_Work required:_
For the material below, count each line where the string "usize" appears, then return the total alone.

_Source data:_

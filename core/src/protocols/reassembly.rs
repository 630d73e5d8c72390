//! Per-direction byte accumulation shared by every protocol parser.
//!
//! A parser receives one packet event at a time but a protocol message may span several
//! packets (or several messages may land in one packet, as with pipelined HTTP). Each
//! parser keeps one [`DirectionalBuffers`], appends incoming bytes to the buffer for that
//! packet's direction, then repeatedly tries to pull a complete message off the front of
//! the buffer, leaving any partial remainder for the next packet event.

use crate::ingress::PacketDir;

#[derive(Default)]
pub struct DirectionalBuffers {
    client_to_server: Vec<u8>,
    server_to_client: Vec<u8>,
}

impl DirectionalBuffers {
    pub fn new() -> Self {
        Self::default()
    }

    pub fn buffer(&self, dir: PacketDir) -> &[u8] {
        match dir {
            PacketDir::ClientToServer => &self.client_to_server,
            PacketDir::ServerToClient => &self.server_to_client,
        }
    }

    fn buffer_mut(&mut self, dir: PacketDir) -> &mut Vec<u8> {
        match dir {
            PacketDir::ClientToServer => &mut self.client_to_server,
            PacketDir::ServerToClient => &mut self.server_to_client,
        }
    }

    pub fn append(&mut self, dir: PacketDir, bytes: &[u8]) {
        self.buffer_mut(dir).extend_from_slice(bytes);
    }

    /// Removes the first `n` bytes of `dir`'s buffer, e.g. after a complete message was
    /// parsed from the front.
    pub fn consume(&mut self, dir: PacketDir, n: usize) {
        self.buffer_mut(dir).drain(..n);
    }

    /// Drops everything buffered for `dir`, forcing the next packet to resync from a
    /// clean slate (used on a hard framing error or when over the size budget).
    pub fn clear(&mut self, dir: PacketDir) {
        self.buffer_mut(dir).clear();
    }

    pub fn cache_size(&self) -> usize {
        self.client_to_server.len() + self.server_to_client.len()
    }

    /// If the combined buffers exceed `size_limit_bytes`, drops both directions' buffered
    /// bytes and reports `true`. Buffered-but-unparsed bytes can't be partially discarded
    /// without corrupting the next message, so going over budget means a full resync.
    pub fn shed_to_limit(&mut self, size_limit_bytes: usize) -> bool {
        if self.cache_size() <= size_limit_bytes {
            return false;
        }
        self.client_to_server.clear();
        self.server_to_client.clear();
        true
    }
}

#[cfg(test)]
mod tests {
    use super::*;

    #[test]
    fn appends_and_consumes_independently_per_direction() {
        let mut buffers = DirectionalBuffers::new();
        buffers.append(PacketDir::ClientToServer, b"abc");
        buffers.append(PacketDir::ServerToClient, b"xy");
        assert_eq!(buffers.buffer(PacketDir::ClientToServer), b"abc");
        buffers.consume(PacketDir::ClientToServer, 1);
        assert_eq!(buffers.buffer(PacketDir::ClientToServer), b"bc");
        assert_eq!(buffers.buffer(PacketDir::ServerToClient), b"xy");
    }

    #[test]
    fn shed_to_limit_clears_both_directions_once_over_budget() {
        let mut buffers = DirectionalBuffers::new();
        buffers.append(PacketDir::ClientToServer, b"0123456789");
        buffers.append(PacketDir::ServerToClient, b"01234");
        assert!(!buffers.shed_to_limit(100));
        assert!(buffers.shed_to_limit(8));
        assert_eq!(buffers.cache_size(), 0);
    }
}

_Answer section:_
3